Segment Open

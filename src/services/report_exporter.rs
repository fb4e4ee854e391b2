//! 报告导出服务 - 业务能力层
//!
//! 只负责"把结果和日志写成 Excel"能力，不修改输入

use crate::error::AppResult;
use crate::models::{BatchReport, Coordinate};
use rust_xlsxwriter::{Format, Workbook, Worksheet};
use std::path::Path;
use tracing::debug;

/// 结果表名称
pub const RESULTS_SHEET: &str = "Coordenadas";
/// 日志表名称
pub const LOGS_SHEET: &str = "Logs";
/// 没有日志时的占位文本
pub const NO_ERRORS_PLACEHOLDER: &str = "Sem erros registados";

const RESULT_COLUMNS: [&str; 8] = [
    "CP_Partida",
    "Latitude_Partida",
    "Longitude_Partida",
    "CP_Chegada",
    "Latitude_Chegada",
    "Longitude_Chegada",
    "Dist_Result",
    "Tempo_Result",
];

/// 报告导出服务
///
/// 职责：
/// - 结果表：每行一个 RowResult，缺失值留空
/// - 日志表：每条一个 LogEntry；没有日志时写一行占位文本
#[derive(Debug, Default)]
pub struct ReportExporter;

impl ReportExporter {
    pub fn new() -> Self {
        Self
    }

    /// 生成 Excel 文件内容
    pub fn export(&self, report: &BatchReport) -> AppResult<Vec<u8>> {
        let mut workbook = Workbook::new();
        let header = Format::new().set_bold();

        let results = workbook.add_worksheet();
        results.set_name(RESULTS_SHEET)?;
        write_results(results, report, &header)?;

        let logs = workbook.add_worksheet();
        logs.set_name(LOGS_SHEET)?;
        write_logs(logs, report, &header)?;

        debug!(
            "导出 {} 行结果, {} 条日志",
            report.results.len(),
            report.logs.len()
        );
        Ok(workbook.save_to_buffer()?)
    }

    /// 生成并写入文件
    pub async fn write_to(&self, report: &BatchReport, path: &Path) -> AppResult<()> {
        let bytes = self.export(report)?;
        tokio::fs::write(path, bytes).await?;
        Ok(())
    }
}

fn write_results(sheet: &mut Worksheet, report: &BatchReport, header: &Format) -> AppResult<()> {
    for (col, name) in RESULT_COLUMNS.iter().enumerate() {
        sheet.write_string_with_format(0, col as u16, *name, header)?;
    }

    for (idx, result) in report.results.iter().enumerate() {
        let row = idx as u32 + 1;
        sheet.write_string(row, 0, result.origin_label.as_str())?;
        write_coordinate(sheet, row, 1, result.origin)?;
        sheet.write_string(row, 3, result.destination_label.as_str())?;
        write_coordinate(sheet, row, 4, result.destination)?;
        if let Some(route) = result.route {
            sheet.write_number(row, 6, route.distance_km)?;
            sheet.write_number(row, 7, route.time_minutes)?;
        }
    }
    Ok(())
}

fn write_coordinate(sheet: &mut Worksheet, row: u32, col: u16, coordinate: Option<Coordinate>) -> AppResult<()> {
    if let Some(coordinate) = coordinate {
        sheet.write_number(row, col, coordinate.latitude)?;
        sheet.write_number(row, col + 1, coordinate.longitude)?;
    }
    Ok(())
}

fn write_logs(sheet: &mut Worksheet, report: &BatchReport, header: &Format) -> AppResult<()> {
    sheet.write_string_with_format(0, 0, "Log", header)?;

    if report.logs.is_empty() {
        sheet.write_string(1, 0, NO_ERRORS_PLACEHOLDER)?;
        return Ok(());
    }

    for (idx, entry) in report.logs.iter().enumerate() {
        sheet.write_string(idx as u32 + 1, 0, entry.message())?;
    }
    Ok(())
}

Segment Closed

## [Requirement]
Everything in the listing should be transcribed exactly.

## [Output of the exercise]
filename src/services/report_exporter.rs
repository fb4e4ee854e391b2
//! 报告导出服务 - 业务能力层
//!
//! 只负责"把结果和日志写成 Excel"能力，不修改输入

use crate::error::AppResult;
use crate::models::{BatchReport, Coordinate};
use rust_xlsxwriter::{Format, Workbook, Worksheet};
use std::path::Path;
use tracing::debug;

/// 结果表名称
pub const RESULTS_SHEET: &str = "Coordenadas";
/// 日志表名称
pub const LOGS_SHEET: &str = "Logs";
/// 没有日志时的占位文本
pub const NO_ERRORS_PLACEHOLDER: &str = "Sem erros registados";

const RESULT_COLUMNS: [&str; 8] = [
    "CP_Partida",
    "Latitude_Partida",
    "Longitude_Partida",
    "CP_Chegada",
    "Latitude_Chegada",
    "Longitude_Chegada",
    "Dist_Result",
    "Tempo_Result",
];

/// 报告导出服务
///
/// 职责：
/// - 结果表：每行一个 RowResult，缺失值留空
/// - 日志表：每条一个 LogEntry；没有日志时写一行占位文本
#[derive(Debug, Default)]
pub struct ReportExporter;

impl ReportExporter {
    pub fn new() -> Self {
        Self
    }

    /// 生成 Excel 文件内容
    pub fn export(&self, report: &BatchReport) -> AppResult<Vec<u8>> {
        let mut workbook = Workbook::new();
        let header = Format::new().set_bold();

        let results = workbook.add_worksheet();
        results.set_name(RESULTS_SHEET)?;
        write_results(results, report, &header)?;

        let logs = workbook.add_worksheet();
        logs.set_name(LOGS_SHEET)?;
        write_logs(logs, report, &header)?;

        debug!(
            "导出 {} 行结果, {} 条日志",
            report.results.len(),
            report.logs.len()
        );
        Ok(workbook.save_to_buffer()?)
    }

    /// 生成并写入文件
    pub async fn write_to(&self, report: &BatchReport, path: &Path) -> AppResult<()> {
        let bytes = self.export(report)?;
        tokio::fs::write(path, bytes).await?;
        Ok(())
    }
}

fn write_results(sheet: &mut Worksheet, report: &BatchReport, header: &Format) -> AppResult<()> {
    for (col, name) in RESULT_COLUMNS.iter().enumerate() {
        sheet.write_string_with_format(0, col as u16, *name, header)?;
    }

    for (idx, result) in report.results.iter().enumerate() {
        let row = idx as u32 + 1;
        sheet.write_string(row, 0, result.origin_label.as_str())?;
        write_coordinate(sheet, row, 1, result.origin)?;
        sheet.write_string(row, 3, result.destination_label.as_str())?;
        write_coordinate(sheet, row, 4, result.destination)?;
        if let Some(route) = result.route {
            sheet.write_number(row, 6, route.distance_km)?;
            sheet.write_number(row, 7, route.time_minutes)?;
        }
    }
    Ok(())
}

fn write_coordinate(sheet: &mut Worksheet, row: u32, col: u16, coordinate: Option<Coordinate>) -> AppResult<()> {
    if let Some(coordinate) = coordinate {
        sheet.write_number(row, col, coordinate.latitude)?;
        sheet.write_number(row, col + 1, coordinate.longitude)?;
    }
    Ok(())
}

fn write_logs(sheet: &mut Worksheet, report: &BatchReport, header: &Format) -> AppResult<()> {
    sheet.write_string_with_format(0, 0, "Log", header)?;

    if report.logs.is_empty() {
        sheet.write_string(1, 0, NO_ERRORS_PLACEHOLDER)?;
        return Ok(());
    }

    for (idx, entry) in report.logs.iter().enumerate() {
        sheet.write_string(idx as u32 + 1, 0, entry.message())?;
    }
    Ok(())
}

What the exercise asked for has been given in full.